I was not saying you were lazy. just pointing out the difference between the two.

sorry that your dealing with this. all I can offer is as long as your trying your best then hold your head high and sleep with a clear conscious.

good luck.


----------



## 3Xnocharm (Jun 22, 2012)

A little gut is really no big deal!  When you love someone, you love them.


----------



## Aunt Ava (Jan 24, 2013)

There are bigger problems here than just weight gain, unless your wife is just truly shallow. Reality is people gain weight especially when injured.


----------



## Second Love (Aug 21, 2013)

I haven't read all of the replies to your question, but I just had to say something. I'm your age and have been an operating room nurse for almost ten years. Please please please please please stop thinking that surgery, especially a fusion, will be the cure to your pain. I have seen WAAAAAY too many back surgeries go wrong. I'm not talking ten percent, I'm talking about 30-40%. 

If you start fusing your spine at this age, you will be in for an extension of your fusion in less than ten years. I frequently see patients who, pre-surgery, were experiencing pain with certain physical activity, like what you describe. After surgery they are completely hunched over and can barely walk. They go in for multiple revisions, and wish they had never had anything done in the first place. Really, if you can tolerate everyday life by taking some ibuprofen and limiting your activity, DO NOT HAVE BACK SURGERY!!! 

If I can't talk you out of it, please, at least go to a neurosurgeon instead of an orthopedic surgeon. They will be much more conservative instead of trying to make a quick profit. It makes me feel sick when I go to meet a patient and see a young man with a herniated disc due to being in the military, etc. I know the path he is headed down and I want to tell him to get out of that stretcher and run!!!

That being said, yeah, weight gain can be a turn off. No one wants to hear it but unfortunately it's true. Even so, my fiance has lost a lot of his tone recently and I am still very attracted to him. I want to sleep with him because it makes me feel close to him and because there's more to attraction than just a studly body. I have never been with anyone who has gained 65 pounds, so have not been in the exact same situation. But people get skinny, people get fat...life is full of seasons and cycles. Once I love someone their body has never been that important.


----------



## FemBot (May 1, 2013)

It sounds like you are not eating enough. Your body is in starvation mode and holding onto fat. Seriously! Start eating 6 smallish nutritious meals a day. Lots of fruit and veg and good carbs (brown rice, quinoa) How about swimming for exercise or a gentle yoga? I think either one of those would suit you well.


----------



## Emerald (Aug 2, 2012)

I'll bite.

I think your wife is shallow & cruel to call you lazy & not attractive anymore.
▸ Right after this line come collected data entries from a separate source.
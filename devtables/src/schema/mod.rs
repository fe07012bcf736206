//! Table and view schemas.
//!
//! Schemas are immutable once built. They are usually produced by the
//! [`SchemaCatalog`] loader from a YAML catalog, but can also be assembled in
//! code with [`FieldsBuilder`] and the `with_*` methods below.

mod coercion;
mod fields;
mod loader;

pub use coercion::{Coercion, CustomCoercion, Matcher};
pub use fields::{Fields, FieldsBuilder};
pub use loader::{CatalogBuilder, SchemaCatalog};

use std::sync::Arc;

use indexmap::IndexMap;

use crate::document::Expr;
use crate::error::ExprError;
use crate::source::ArgValue;
use crate::text::TextTableSpec;
use crate::value::Scalar;

/// How many matches a projection field may produce.
#[derive(Debug, Clone, Copy, Default, PartialEq, Eq)]
pub enum Cardinality {
    /// One match is a scalar, several are a list.
    #[default]
    Auto,
    /// More than one match is an error.
    Single,
}

/// Write-side constraints for fields of writable tables.
#[derive(Debug, Clone, Default, PartialEq)]
pub struct FieldOptions {
    /// Value reported when nothing matched.
    pub default: Option<Scalar>,

    /// Smallest accepted integer value.
    pub min_value: Option<i64>,

    /// Largest accepted integer value.
    pub max_value: Option<i64>,

    /// Accepted values; empty means anything.
    pub allowed: Vec<String>,
}

/// What a field is computed from.
#[derive(Debug, Clone)]
pub enum FieldKind {
    /// Evaluate an expression and coerce the matched text.
    Projection {
        expr: Expr,
        coercion: Coercion,
        cardinality: Cardinality,
    },
    /// A nested table projected from the record's node.
    Table(Arc<TableSchema>),
}

/// One named field of a view.
#[derive(Debug, Clone)]
pub struct FieldSpec {
    /// Field name.
    pub name: String,

    /// Projection or nested table.
    pub kind: FieldKind,

    /// Group the field is extracted through, if any.
    pub group: Option<String>,

    /// Write-side options.
    pub options: FieldOptions,
}

impl FieldSpec {
    /// Create a projection field.
    pub fn projection(name: impl Into<String>, expr: Expr, coercion: Coercion) -> Self {
        Self {
            name: name.into(),
            kind: FieldKind::Projection {
                expr,
                coercion,
                cardinality: Cardinality::Auto,
            },
            group: None,
            options: FieldOptions::default(),
        }
    }

    /// Create a nested-table field.
    pub fn table(name: impl Into<String>, table: Arc<TableSchema>) -> Self {
        Self {
            name: name.into(),
            kind: FieldKind::Table(table),
            group: None,
            options: FieldOptions::default(),
        }
    }

    /// The coercion of a projection field.
    pub fn coercion(&self) -> Option<&Coercion> {
        match &self.kind {
            FieldKind::Projection { coercion, .. } => Some(coercion),
            FieldKind::Table(_) => None,
        }
    }

    /// The expression of a projection field.
    pub fn expr(&self) -> Option<&Expr> {
        match &self.kind {
            FieldKind::Projection { expr, .. } => Some(expr),
            FieldKind::Table(_) => None,
        }
    }
}

/// Named fields plus the groups they may be extracted through.
#[derive(Debug, Clone, Default)]
pub struct ViewSchema {
    /// View name.
    pub name: String,

    /// Fields in declaration order (inherited fields first).
    pub fields: Fields,

    /// Group name to locator, evaluated from the record node.
    pub groups: IndexMap<String, Expr>,

    /// Name of the view this one extends, if any.
    pub extends: Option<String>,
}

impl ViewSchema {
    /// Create a view from its fields.
    pub fn new(name: impl Into<String>, fields: Fields) -> Self {
        Self {
            name: name.into(),
            fields,
            groups: IndexMap::new(),
            extends: None,
        }
    }

    /// Declare a group.
    pub fn with_group(mut self, name: impl Into<String>, locator: &str) -> Result<Self, ExprError> {
        self.groups.insert(name.into(), Expr::parse(locator)?);
        Ok(self)
    }

    /// Get a field by name.
    pub fn field(&self, name: &str) -> Option<&FieldSpec> {
        self.fields.get(name)
    }
}

/// The kind of command a table is fetched with.
#[derive(Debug, Clone, Copy, PartialEq, Eq)]
pub enum TableKind {
    /// Operational RPC returning an XML document.
    Rpc,
    /// Configuration retrieval (`get`) and optionally writes (`set`).
    Config,
    /// CLI command returning columnar text.
    Command,
}

/// How each record's key is extracted.
#[derive(Debug, Clone, PartialEq)]
pub enum KeyLocator {
    /// One expression.
    Single(Expr),
    /// One expression per key component.
    Composite(Vec<Expr>),
}

impl Default for KeyLocator {
    fn default() -> Self {
        KeyLocator::Single(Expr::parse("name").expect("static expression"))
    }
}

/// Where a writable table lives in the configuration tree.
#[derive(Debug, Clone, PartialEq)]
pub struct WriteSpec {
    /// Path from the configuration root to the item element.
    pub path: Vec<String>,

    /// View field holding the item's identity.
    pub key_field: String,
}

/// How to fetch one kind of record and project it.
#[derive(Debug, Clone)]
pub struct TableSchema {
    /// Table name.
    pub name: String,

    /// Fetch flavour.
    pub kind: TableKind,

    /// RPC name, configuration path or CLI command.
    pub command: String,

    /// Default fetch arguments.
    pub args: IndexMap<String, ArgValue>,

    /// Argument receiving a scalar key passed to `get()`.
    pub args_key: Option<String>,

    /// Element name to the key leaves the caller must supply.
    pub required_keys: IndexMap<String, Vec<String>>,

    /// Locates the items, relative to the document (or parent) node.
    pub item: Option<Expr>,

    /// Extracts each item's key.
    pub key: KeyLocator,

    /// Field projection for each item.
    pub view: Option<Arc<ViewSchema>>,

    /// Target (for example an FPC) a CLI command runs on.
    pub target: Option<String>,

    /// Columnar text parsing rules for command tables.
    pub text: Option<TextTableSpec>,

    /// Write location for writable configuration tables.
    pub write: Option<WriteSpec>,
}

impl TableSchema {
    /// Create a table with no item locator and the default key.
    pub fn new(name: impl Into<String>, kind: TableKind, command: impl Into<String>) -> Self {
        Self {
            name: name.into(),
            kind,
            command: command.into(),
            args: IndexMap::new(),
            args_key: None,
            required_keys: IndexMap::new(),
            item: None,
            key: KeyLocator::default(),
            view: None,
            target: None,
            text: None,
            write: None,
        }
    }

    /// Set the item locator.
    pub fn with_item(mut self, item: &str) -> Result<Self, ExprError> {
        self.item = Some(Expr::parse(item)?);
        Ok(self)
    }

    /// Set a single key expression.
    pub fn with_key(mut self, key: &str) -> Result<Self, ExprError> {
        self.key = KeyLocator::Single(Expr::parse(key)?);
        Ok(self)
    }

    /// Set a composite key.
    pub fn with_composite_key(mut self, keys: &[&str]) -> Result<Self, ExprError> {
        let exprs = keys.iter().map(|k| Expr::parse(k)).collect::<Result<_, _>>()?;
        self.key = KeyLocator::Composite(exprs);
        Ok(self)
    }

    /// Add a default fetch argument.
    pub fn with_arg(mut self, name: impl Into<String>, value: impl Into<ArgValue>) -> Self {
        self.args.insert(name.into(), value.into());
        self
    }

    /// Set the argument receiving a scalar key.
    pub fn with_args_key(mut self, name: impl Into<String>) -> Self {
        self.args_key = Some(name.into());
        self
    }

    /// Require key leaves under an element of the configuration path.
    pub fn with_required_key(mut self, element: impl Into<String>, leaf: impl Into<String>) -> Self {
        self.required_keys
            .entry(element.into())
            .or_default()
            .push(leaf.into());
        self
    }

    /// Set the view.
    pub fn with_view(mut self, view: Arc<ViewSchema>) -> Self {
        self.view = Some(view);
        self
    }

    /// Set the text parsing rules.
    pub fn with_text(mut self, text: TextTableSpec) -> Self {
        self.text = Some(text);
        self
    }

    /// Make the table writable at `path` (slash separated).
    pub fn with_write(mut self, path: &str, key_field: impl Into<String>) -> Self {
        self.write = Some(WriteSpec {
            path: split_path(path),
            key_field: key_field.into(),
        });
        self
    }

    /// Names of all required key leaves, in declaration order.
    pub fn required_key_names(&self) -> impl Iterator<Item = &str> {
        self.required_keys.values().flatten().map(String::as_str)
    }
}

/// Split a `a/b/c` configuration path into its steps.
pub(crate) fn split_path(path: &str) -> Vec<String> {
    path.split('/')
        .map(str::trim)
        .filter(|s| !s.is_empty())
        .map(str::to_string)
        .collect()
}

#[cfg(test)]
mod tests {
    use super::*;

    #[test]
    fn test_table_builder() {
        let table = TableSchema::new("RouteTable", TableKind::Rpc, "get-route-information")
            .with_item("route-table/rt")
            .unwrap()
            .with_composite_key(&["rt-destination", "rt-entry/protocol-name"])
            .unwrap()
            .with_arg("extensive", true)
            .with_args_key("destination");

        assert_eq!(table.item.as_ref().unwrap().as_str(), "route-table/rt");
        assert!(matches!(table.key, KeyLocator::Composite(ref k) if k.len() == 2));
        assert_eq!(table.args.get("extensive"), Some(&ArgValue::Flag(true)));
        assert_eq!(table.args_key.as_deref(), Some("destination"));
    }

    #[test]
    fn test_default_key_is_name() {
        let table = TableSchema::new("T", TableKind::Rpc, "rpc");
        assert_eq!(table.key, KeyLocator::Single(Expr::parse("name").unwrap()));
    }

    #[test]
    fn test_required_key_names() {
        let table = TableSchema::new("PolicyTable", TableKind::Config, "security/policies/policy")
            .with_required_key("policy", "from-zone-name")
            .with_required_key("policy", "to-zone-name");
        let names: Vec<_> = table.required_key_names().collect();
        assert_eq!(names, vec!["from-zone-name", "to-zone-name"]);
    }

    #[test]
    fn test_split_path() {
        assert_eq!(split_path("system/login/user"), vec!["system", "login", "user"]);
        assert_eq!(split_path("/system//login/"), vec!["system", "login"]);
    }
}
People that truly love each other do so through sickness. You may have to accept that she isn't as sexually attractive to you but sex shouldn't stop completely.


----------



## thunderstruck (May 9, 2012)

Anon Pink said:


> It's not the weight. I think she's using it as a cheap shot excuse.


That's probably it. 

You could try to talk with her to see if she has other needs that aren't being met. If you get no feedback, then you need to work on being the best man you can be...not for her, for you. If things don't turn around, you may have to walk.

How about working out in a pool?


----------



## Running Mom (Aug 13, 2013)

I would think that if you are trying to stay healthy (and based on your OP, it sounds like you are trying to eat right), then she needs to cut you some slack. Also, even if you cannot exercise a lot, a large portion of weight loss is eating right. If she wants help around the house, you two could come up with things that don't cause you more pain.


----------



## badcompany (Aug 4, 2010)

My wife always has needs that aren't met. 
We live in the northwest so a pool isn't the easiest thing to find, but I do love swimming. There is one close by but they are scheduled with so many activities.....private rentals....kayak school....scuba school....etc etc...that there is only a few times a week and 1-1/2 to 2 hour windows when they are open to the public and then it's really full.
I don't have multiple chins or anything like that, the rest of me is in pretty good shape I just have this gut. FYI I'd be looking pretty good if I lost 25#'s, I wouldn't have anything left if I lost 65#'s.


----------



## ladybird (Jun 16, 2010)

My husband has gained weight, but it is only his belly. He weighs about 260#, so he has gained about 60+ pounds in 16 years we have been married. IT doesn't bother me. .I still love him the same way


----------